Tsering Dorje, who died in 1991, was supposed to have turned over all copies of his pictures to the Chinese Communist Party. But he held onto them, and they were eventually discovered by his daughter, Tsering Woeser. With the help of her husband, the dissident Wang Lixiong, in 2006 Tsering Woeser published a book of the photographs and her commentary in Taiwan.
Doing so, reported Massimo Introvigne in his review for Bitter Winter of the 2020 edition of Forbidden Memor: Tibet during the Cultural Revolution, “inaugurated for them years of precarious life in Beijing, where they still reside, kept under continuous police surveillance.”
This 2020 edition of the book is a 400-page English translation with many additions to the text. Introvigne observes that the annotated photographs fall into three categories. The photographs of the first set depict “the destruction of the cultural heritage of Tibet during the campaign to eradicate the ‘four olds’: old society, old culture, old traditions, and old habits.”
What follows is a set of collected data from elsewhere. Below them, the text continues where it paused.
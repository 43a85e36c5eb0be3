//! Page Pipeline
//!
//! Connects presets, layout and the reveal state to a running page.
//!
//! ```text
//! PagePreset → Page::mount → layout → sequencers → paint → terminal
//! ```

pub mod page;

pub use page::{MountedSection, Page};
Countless temples, palaces, and cultural artifacts were destroyed. Sad pictures depict bonfires of medieval and early modern Buddhist manuscripts, forever lost, the destruction of stupas and monasteries, and the Red Guards’ attack on the Jokhang in Lhasa, the most sacred temple of Tibet. Although it has been since reconstructed, most of its statues and original architectural features are lost. An iconic picture depicts a woman dismantling the golden roof of the Jokhang with a harrow. Woeser wonders whether the woman really believed that “turning the past to ruins would give birth to a bright new world.”
A second main set, and the most disturbing one, depicts the public humiliations in “struggling sessions” of monks, nuns, aristocrats, politicians of the former independent Tibet, and rich merchants. They were dressed in clown-like garbs, and paraded around the cities with hats featuring inscriptions calling them demons and enemies of the people, while the crowd was incited to spit on them and throw stones….
[S]ome victims were killed, others committed suicide, and those who survived were changed forever….
A third set is about one of the most forbidden topics in China in the history of the Cultural Revolution, the internecine struggles between different factions of the Red Guards. A sizeable portion of the victims of the Cultural Revolution, in Tibet as elsewhere in China, consisted of Red Guards who perished in these factional struggles, whose heritage still influences Chinese politics in Tibet and elsewhere today.
Some of the Red Guards active in committing atrocities were Hui Muslims “who had old quarrels [with] Tibetan Buddhists, although in the end their mosques were destroyed too.” Some were Tibetans, and “several former Red Guards who were active in persecuting monks and destroying temples in their youth are now very pious Buddhists, trying to compensate for the bad karma accumulated during the Cultural Revolution.”